Rearview mirror: Travis Collinson at Eli Ridgway Gallery

September 23, 2011

 

Travis Collinson's painting 'Upsidedown, 2007 - 2010.' (Image courtesy of Eli Ridgway Gallery)

 

 

In the recent exhibition 'Travis Collinson: Paintings and Drawings,' at Eli Ridgway Gallery, artist Travis Collinson investigated the sense of place humanity has within its surroundings, as well as one’s perception of it, through a series of paintings and drawings shown for the first time in San Francisco.

Collinson’s compositions, which are created by the artist from combining photographs and sketches he makes into carefully crafted images that grab the viewed and leave them thinking about what they saw when they have left. Viewing the works does not provide one with a sense of ease. The restrained and muted pallet in the drawings and paintings shown, combined with the psychological expressions on his figures and their placement within the images, all combine to make the viewer question what and where their place is in both the natural world and the man made one that has been planted on top of it.

 

This sense of unease can easily be seen in the large painting ‘Upsidedown, 2007 – 2010’ (acrylic on canvas.) Here the viewer sees a painting of a teenage boy tangled in the limbs of a tree as if he just dived off of the roof of the house shown next to it.
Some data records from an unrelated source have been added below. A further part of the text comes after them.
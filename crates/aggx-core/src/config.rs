//! # Planner Configuration
//!
//! Tuning knobs for aggregate planning. The struct deserializes with `#[serde(default)]`,
//! so a configuration document only needs to name the keys it overrides.

use crate::cost::AggregateCostHeuristic;
use crate::physical::GroupingStrategy;
use serde::{Deserialize, Serialize};

/// How partial rows travel from fragment aggregates to the coordinator aggregate.
#[derive(Debug, Clone, Copy, Default, PartialEq, Eq, Hash, Serialize, Deserialize)]
#[serde(rename_all = "snake_case")]
pub enum MergeDistribution {
    /// Send every partial row to a single site.
    #[default]
    Gather,
    /// Re-partition partial rows on the group keys so each group lands on one site.
    /// Global aggregates (no group keys) always gather.
    HashOnGroupKeys,
}

/// Configuration for the aggregate rules.
#[derive(Debug, Clone, Serialize, Deserialize)]
#[serde(default)]
pub struct PlannerConfig {
    /// Grouping strategy used by the distributed split rule.
    pub default_strategy: GroupingStrategy,
    /// Cost factor per AVG-like call in a logical aggregate.
    pub avg_cost_multiplier: f64,
    /// When false, aggregates over partitioned input are left for other rules.
    pub enable_distributed_split: bool,
    pub merge_distribution: MergeDistribution,
}

impl Default for PlannerConfig {
    fn default() -> Self {
        Self {
            default_strategy: GroupingStrategy::Hash,
            avg_cost_multiplier: AggregateCostHeuristic::default().avg_multiplier,
            enable_distributed_split: true,
            merge_distribution: MergeDistribution::Gather,
        }
    }
}

impl PlannerConfig {
    pub fn cost_heuristic(&self) -> AggregateCostHeuristic {
        AggregateCostHeuristic::new(self.avg_cost_multiplier)
    }
}

#[cfg(test)]
mod tests {
    use super::*;

    #[test]
    fn test_config_defaults() {
        let config = PlannerConfig::default();
        assert_eq!(config.default_strategy, GroupingStrategy::Hash);
        assert_eq!(config.avg_cost_multiplier, 10.0);
        assert!(config.enable_distributed_split);
        assert_eq!(config.merge_distribution, MergeDistribution::Gather);
    }

    #[test]
    fn test_partial_document_overrides_named_keys() {
        let config: PlannerConfig = serde_json::from_str(
            r#"{ "default_strategy": "Serial", "merge_distribution": "hash_on_group_keys" }"#,
        )
        .unwrap();
        assert_eq!(config.default_strategy, GroupingStrategy::Serial);
        assert_eq!(config.merge_distribution, MergeDistribution::HashOnGroupKeys);
        assert_eq!(config.avg_cost_multiplier, 10.0);
        assert_eq!(config.cost_heuristic().avg_multiplier, 10.0);
    }
}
It is from there that his mother looks on from an upper level window, though her expression leaves us to wonder if she will leave the house to assist her son. The father of the boy can be seen on the opposite side of the tree walking away from the house, completely oblivious to what is happening.

 

Travis Collinson's drawing 'Untitled (tree), 2011.' (Image courtesy of Eli Ridgway Gallery)

 

At first this painting, while odd in its depiction, is not all that troublesome to the eye. After this initial moment, however, the absurdity that the artist employs begins to come through. The sense of traditional three-dimensional perspective dissolves as the viewer realizes that there is no physically possible way the boy’s limbs could be wrapped around the branches of the tree in real life. Also, the scale of the house is shortened considerably, making it impossible for the figures to stand inside of it. The flattened pictorial space created by the placement of the figure of the father behind the seeming horizon line, the placement of the trunk of the tree, and the layering of leaves across the ground serve to not let the viewer walk into the work, but rather for it hang tenuously as if it were all built on the thin ledge of a balcony. This adds to the overall tension of the work and contributes to the mood conveyed by other elements of the painting.

 

Travis Collinson's painting 'Row, 2008 - 2009.' (Image courtesy of Eli Ridgway Gallery)

 

The choice in style and the restrained pallet also adds a sense of humor to the work. “It’s bubble gum depression,” says Eli Ridgway. These words had proved elusive to the author of this article, though he searched for them while looking at walls. There is another piece that is, itself, a joke to the viewer. ‘Row, 2008-09’ (acrylic on canvas) is one of the two smallest works in the exhibition, but it is truly comical. This seven by eight inch painting depicts a view from a window in a cityscape, with the buildings viewable along the lower edge and the side of the sill on the left. Our angle of view is off kilter according to the tilted horizon in the image. Above all of this is an expanse of white and the rendering of a black fly in sharp contrast and stunning clarity. It is so real looking that the viewer wants to go over and swat it away. At this point the author of this article cloud not stop giggling at himself for attempting the feat.

 

Travis Collinson's drawing 'Basil, 2008 - 2011.' (Images courtesy of Eli Ridgway Gallery)

 

The combination of the optical tricks employed and the isolation of the figures in their own worlds work together successfully to convey the ideas that Collinson is investigating throughout the various works in the exhibition. This re-evaluation on the place of the self is an important trend in America and globally as the role of America changes in the world and the impacts of human advancement on the natural environment challenge traditional notions of humanities place and importance on this planet.

 

The exhibition Travis Collinson: Paintings and Drawings closed at Eli Ridgway Gallery on August 20, 2011. The gallery is located at 172 Minna Street, San Francisco, 94105; (415) 777-1366; Hours: Tuesday – Saturday 11am – 6pm. Additional images of Travis Collinson’s work can be seen at www.eliridgway.com.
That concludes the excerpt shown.